* **SUPPLIED RECORDS**
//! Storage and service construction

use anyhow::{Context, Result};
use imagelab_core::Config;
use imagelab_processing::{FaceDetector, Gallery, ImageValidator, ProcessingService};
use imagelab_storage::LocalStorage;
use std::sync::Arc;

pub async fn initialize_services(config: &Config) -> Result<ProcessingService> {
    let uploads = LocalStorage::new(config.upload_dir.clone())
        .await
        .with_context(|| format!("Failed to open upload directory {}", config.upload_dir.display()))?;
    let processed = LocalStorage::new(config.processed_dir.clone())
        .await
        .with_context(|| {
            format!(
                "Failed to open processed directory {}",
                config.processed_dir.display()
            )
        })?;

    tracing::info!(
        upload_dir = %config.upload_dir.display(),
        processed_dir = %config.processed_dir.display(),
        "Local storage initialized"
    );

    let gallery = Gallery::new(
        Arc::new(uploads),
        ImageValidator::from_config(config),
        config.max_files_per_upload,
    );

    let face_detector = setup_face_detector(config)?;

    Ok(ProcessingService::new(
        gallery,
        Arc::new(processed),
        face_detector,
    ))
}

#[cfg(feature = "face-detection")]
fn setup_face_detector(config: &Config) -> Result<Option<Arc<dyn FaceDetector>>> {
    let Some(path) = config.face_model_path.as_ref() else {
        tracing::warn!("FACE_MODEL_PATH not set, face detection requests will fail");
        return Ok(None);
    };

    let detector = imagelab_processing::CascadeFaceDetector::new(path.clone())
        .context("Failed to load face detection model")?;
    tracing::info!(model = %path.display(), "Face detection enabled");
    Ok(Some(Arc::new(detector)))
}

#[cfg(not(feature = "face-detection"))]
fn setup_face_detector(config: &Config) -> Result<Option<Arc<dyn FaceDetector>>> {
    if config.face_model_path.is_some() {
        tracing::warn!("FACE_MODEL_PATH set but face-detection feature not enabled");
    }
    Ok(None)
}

* **WHAT YOU WILL DO**
Repeat every entry word for word.

* **EXERCISE RESPONSE**
//! Storage and service construction

use anyhow::{Context, Result};
use imagelab_core::Config;
use imagelab_processing::{FaceDetector, Gallery, ImageValidator, ProcessingService};
use imagelab_storage::LocalStorage;
use std::sync::Arc;

pub async fn initialize_services(config: &Config) -> Result<ProcessingService> {
    let uploads = LocalStorage::new(config.upload_dir.clone())
        .await
        .with_context(|| format!("Failed to open upload directory {}", config.upload_dir.display()))?;
    let processed = LocalStorage::new(config.processed_dir.clone())
        .await
        .with_context(|| {
            format!(
                "Failed to open processed directory {}",
                config.processed_dir.display()
            )
        })?;

    tracing::info!(
        upload_dir = %config.upload_dir.display(),
        processed_dir = %config.processed_dir.display(),
        "Local storage initialized"
    );

    let gallery = Gallery::new(
        Arc::new(uploads),
        ImageValidator::from_config(config),
        config.max_files_per_upload,
    );

    let face_detector = setup_face_detector(config)?;

    Ok(ProcessingService::new(
        gallery,
        Arc::new(processed),
        face_detector,
    ))
}

#[cfg(feature = "face-detection")]
fn setup_face_detector(config: &Config) -> Result<Option<Arc<dyn FaceDetector>>> {
    let Some(path) = config.face_model_path.as_ref() else {
        tracing::warn!("FACE_MODEL_PATH not set, face detection requests will fail");
        return Ok(None);
    };

    let detector = imagelab_processing::CascadeFaceDetector::new(path.clone())
        .context("Failed to load face detection model")?;
    tracing::info!(model = %path.display(), "Face detection enabled");
    Ok(Some(Arc::new(detector)))
}

#[cfg(not(feature = "face-detection"))]
fn setup_face_detector(config: &Config) -> Result<Option<Arc<dyn FaceDetector>>> {
    if config.face_model_path.is_some() {
        tracing::warn!("FACE_MODEL_PATH set but face-detection feature not enabled");
    }
    Ok(None)
}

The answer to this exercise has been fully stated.